Aim of the task → Check each line below for the word "contains", then please report how many lines have it and nothing more.

Material for this exercise →
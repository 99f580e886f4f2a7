//! Core configuration structures for evaluation.
//!
//! This module contains the configuration structures that describe the model whose
//! outputs are evaluated, together with the options of the losses and metrics.

use std::{fmt, path::Path, str::FromStr};

use burn::prelude::*;
use serde::{Deserialize, Deserializer, Serialize, Serializer};

use super::enums::{Average, ProblemType, Reduction};
use crate::error::{MedEvalError, MedEvalResult};

/// One entry of a model class list.
///
/// A class is either a single label value or a combination of label values written
/// as `"1||2"`, which merges several labels of the label map into one output channel.
#[derive(Debug, Clone, PartialEq, Eq, Hash)]
pub enum ClassLabel {
    /// A single label value.
    Single(i64),
    /// Several label values treated as one class.
    Combined(Vec<i64>),
}

impl ClassLabel {
    /// Label values that belong to this class.
    pub fn values(&self) -> &[i64] {
        match self {
            Self::Single(value) => std::slice::from_ref(value),
            Self::Combined(values) => values,
        }
    }
}

impl AsRef<[i64]> for ClassLabel {
    fn as_ref(&self) -> &[i64] {
        self.values()
    }
}

impl From<i64> for ClassLabel {
    fn from(value: i64) -> Self {
        Self::Single(value)
    }
}

impl FromStr for ClassLabel {
    type Err = MedEvalError;

    fn from_str(s: &str) -> Result<Self, Self::Err> {
        let values = s
            .split("||")
            .map(|part| {
                part.trim().parse::<i64>().map_err(|_| {
                    MedEvalError::config(format!("Invalid class label {s:?} in class list"))
                })
            })
            .collect::<MedEvalResult<Vec<_>>>()?;

        match values.as_slice() {
            [single] => Ok(Self::Single(*single)),
            _ => Ok(Self::Combined(values)),
        }
    }
}

impl fmt::Display for ClassLabel {
    fn fmt(&self, f: &mut fmt::Formatter<'_>) -> fmt::Result {
        let parts = self
            .values()
            .iter()
            .map(i64::to_string)
            .collect::<Vec<_>>();
        f.write_str(&parts.join("||"))
    }
}

impl Serialize for ClassLabel {
    fn serialize<S: Serializer>(&self, serializer: S) -> Result<S::Ok, S::Error> {
        match self {
            Self::Single(value) => serializer.serialize_i64(*value),
            Self::Combined(_) => serializer.serialize_str(&self.to_string()),
        }
    }
}

impl<'de> Deserialize<'de> for ClassLabel {
    fn deserialize<D: Deserializer<'de>>(deserializer: D) -> Result<Self, D::Error> {
        #[derive(Deserialize)]
        #[serde(untagged)]
        enum RawLabel {
            Int(i64),
            Text(String),
        }

        match RawLabel::deserialize(deserializer)? {
            RawLabel::Int(value) => Ok(Self::Single(value)),
            RawLabel::Text(text) => text.parse().map_err(serde::de::Error::custom),
        }
    }
}

/// Architectures that produce synthesized images.
const SYNTHESIS_ARCHITECTURES: [&str; 2] = ["dcgan", "sdnet"];

/// Architecture name prefixes of per-sample classifiers.
const CLASSIFICATION_ARCHITECTURES: [&str; 7] = [
    "resnet",
    "densenet",
    "vgg",
    "efficientnet",
    "imagenet_",
    "inceptionnet",
    "brain_age",
];

/// Description of the model whose outputs are evaluated.
#[derive(Config, Debug)]
pub struct ModelConfig {
    /// Architecture name, used to infer the problem type.
    #[config(default = "String::from(\"unet\")")]
    pub architecture: String,
    /// Final activation of the network (`softmax`, `sigmoid`, `none`, ...).
    #[config(default = "String::from(\"softmax\")")]
    pub final_layer: String,
    /// Classes predicted by the model, in output-channel order.
    #[config(default = "Vec::new()")]
    pub class_list: Vec<ClassLabel>,
    /// Class index excluded from validation metrics.
    #[config(default = "None")]
    pub ignore_label_validation: Option<usize>,
    /// Spatial dimensionality of the model inputs.
    #[config(default = 3)]
    pub dimension: usize,
}

impl ModelConfig {
    /// Number of output classes.
    pub fn num_classes(&self) -> usize {
        self.class_list.len()
    }

    /// Infers the problem type from the architecture and final layer.
    pub fn infer_problem_type(&self) -> ProblemType {
        let final_layer = self.final_layer.to_ascii_lowercase();
        let architecture = self.architecture.to_ascii_lowercase();

        if matches!(final_layer.as_str(), "none" | "linear" | "regression") {
            ProblemType::Regression
        } else if SYNTHESIS_ARCHITECTURES.contains(&architecture.as_str())
            || architecture.contains("gan")
        {
            ProblemType::Synthesis
        } else if CLASSIFICATION_ARCHITECTURES
            .iter()
            .any(|prefix| architecture.starts_with(prefix))
        {
            ProblemType::Classification
        } else {
            ProblemType::Segmentation
        }
    }
}

/// Options shared by the loss functions.
#[derive(Config, Debug)]
pub struct LossOptions {
    /// Reduction of the element-wise L1 / MSE values.
    #[config(default = "Reduction::Mean")]
    pub reduction: Reduction,
    /// Factor the target is multiplied with before L1 / MSE.
    #[config(default = 1.0)]
    pub scaling_factor: f32,
    /// Focusing parameter of the focal loss.
    #[config(default = 2.0)]
    pub gamma: f32,
    /// Average (instead of sum) the focal loss over elements.
    #[config(default = true)]
    pub size_average: bool,
    /// Tversky weight of false positives.
    #[config(default = 0.5)]
    pub alpha: f32,
    /// Tversky weight of false negatives.
    #[config(default = 0.5)]
    pub beta: f32,
}

/// Options shared by the metrics.
#[derive(Config, Debug)]
pub struct MetricOptions {
    /// Averaging mode of precision / recall / F1 / IoU / accuracy.
    #[config(default = "Average::Weighted")]
    pub average: Average,
    /// Binarisation threshold for probabilistic outputs.
    #[config(default = 0.5)]
    pub threshold: f32,
    /// Surface distance tolerance (physical units) of the normalised surface Dice.
    #[config(default = 1.0)]
    pub nsd_tolerance: f64,
    /// Percentile of the robust Hausdorff distance.
    #[config(default = 95.0)]
    pub hausdorff_percentile: f64,
    /// Gaussian window size of SSIM.
    #[config(default = 11)]
    pub ssim_window_size: usize,
    /// Gaussian window standard deviation of SSIM.
    #[config(default = 1.5)]
    pub ssim_sigma: f32,
    /// Half-width of the local normalised cross-correlation window.
    #[config(default = 2)]
    pub ncc_radius: usize,
}

/// Complete evaluation configuration.
///
/// This is the parameter set every loss and metric receives. It is loaded from a JSON
/// file via [`EvaluationConfig::load_validated`] or built with the `with_*` builders.
#[derive(Config, Debug)]
pub struct EvaluationConfig {
    /// Model description.
    #[config(default = "ModelConfig::new()")]
    pub model: ModelConfig,
    /// Loss options.
    #[config(default = "LossOptions::new()")]
    pub loss: LossOptions,
    /// Metric options.
    #[config(default = "MetricOptions::new()")]
    pub metrics: MetricOptions,
    /// Explicit problem type; inferred from the model when absent.
    #[config(default = "None")]
    pub problem_type: Option<ProblemType>,
    /// Per-class penalty weights.
    #[config(default = "None")]
    pub weights: Option<Vec<f32>>,
    /// Physical voxel spacing of the evaluated subject.
    #[config(default = "None")]
    pub subject_spacing: Option<Vec<f64>>,
}

impl EvaluationConfig {
    /// Loads a JSON configuration file and validates it.
    ///
    /// # Errors
    ///
    /// Returns an error if the file cannot be read or parsed, or if
    /// [`EvaluationConfig::validate`] rejects it.
    pub fn load_validated(path: impl AsRef<Path>) -> MedEvalResult<Self> {
        let path = path.as_ref();
        let config = Self::load(path).map_err(|err| MedEvalError::ConfigLoadFailed {
            path: path.to_path_buf(),
            reason: format!("{err:?}"),
        })?;
        config.validate()?;
        Ok(config)
    }

    /// Resolved problem type.
    pub fn problem_type(&self) -> ProblemType {
        self.problem_type
            .unwrap_or_else(|| self.model.infer_problem_type())
    }

    /// Number of output classes.
    pub fn num_classes(&self) -> usize {
        self.model.num_classes()
    }

    /// Voxel spacing for `ndim` spatial axes; missing entries default to 1.
    pub fn spacing_for(&self, ndim: usize) -> Vec<f64> {
        let mut spacing = self.subject_spacing.clone().unwrap_or_default();
        spacing.resize(ndim, 1.0);
        spacing
    }

    /// Checks logical consistency of the configuration.
    ///
    /// # Errors
    ///
    /// Returns [`MedEvalError::InvalidConfiguration`] describing the first violated rule.
    pub fn validate(&self) -> MedEvalResult<()> {
        let num_classes = self.num_classes();

        if let Some(weights) = &self.weights {
            if num_classes > 0 && weights.len() != num_classes {
                return Err(MedEvalError::config(format!(
                    "Number of classes {num_classes} does not match number of weights {}",
                    weights.len()
                )));
            }
        }

        if let Some(ignore) = self.model.ignore_label_validation {
            if num_classes > 0 && ignore >= num_classes {
                return Err(MedEvalError::config(format!(
                    "ignore_label_validation {ignore} is out of range for {num_classes} classes"
                )));
            }
        }

        check_tversky_parameters(self.loss.alpha, self.loss.beta)?;

        if !(0.0..=100.0).contains(&self.metrics.hausdorff_percentile) {
            return Err(MedEvalError::config(format!(
                "Hausdorff percentile must be within [0, 100], got {}",
                self.metrics.hausdorff_percentile
            )));
        }

        if self.metrics.nsd_tolerance < 0.0 {
            return Err(MedEvalError::config(format!(
                "NSD tolerance must be non-negative, got {}",
                self.metrics.nsd_tolerance
            )));
        }

        if self.metrics.ssim_window_size == 0 || self.metrics.ssim_window_size % 2 == 0 {
            return Err(MedEvalError::config(format!(
                "SSIM window size must be a positive odd number, got {}",
                self.metrics.ssim_window_size
            )));
        }

        if let Some(spacing) = &self.subject_spacing {
            if spacing.iter().any(|&s| s <= 0.0 || !s.is_finite()) {
                return Err(MedEvalError::config(format!(
                    "Subject spacing must be positive, got {spacing:?}"
                )));
            }
        }

        Ok(())
    }
}

/// Validates the Tversky false-positive / false-negative weights.
pub(crate) fn check_tversky_parameters(alpha: f32, beta: f32) -> MedEvalResult<()> {
    if !(0.0..=1.0).contains(&alpha) {
        return Err(MedEvalError::config(format!("Invalid alpha value: {alpha}")));
    }
    if !(0.0..=1.0).contains(&beta) {
        return Err(MedEvalError::config(format!("Invalid beta value: {beta}")));
    }
    if !(0.0..=1.0).contains(&(alpha + beta)) {
        return Err(MedEvalError::config(format!(
            "Invalid alpha and beta values: {alpha}, {beta}"
        )));
    }
    Ok(())
}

Task response → 7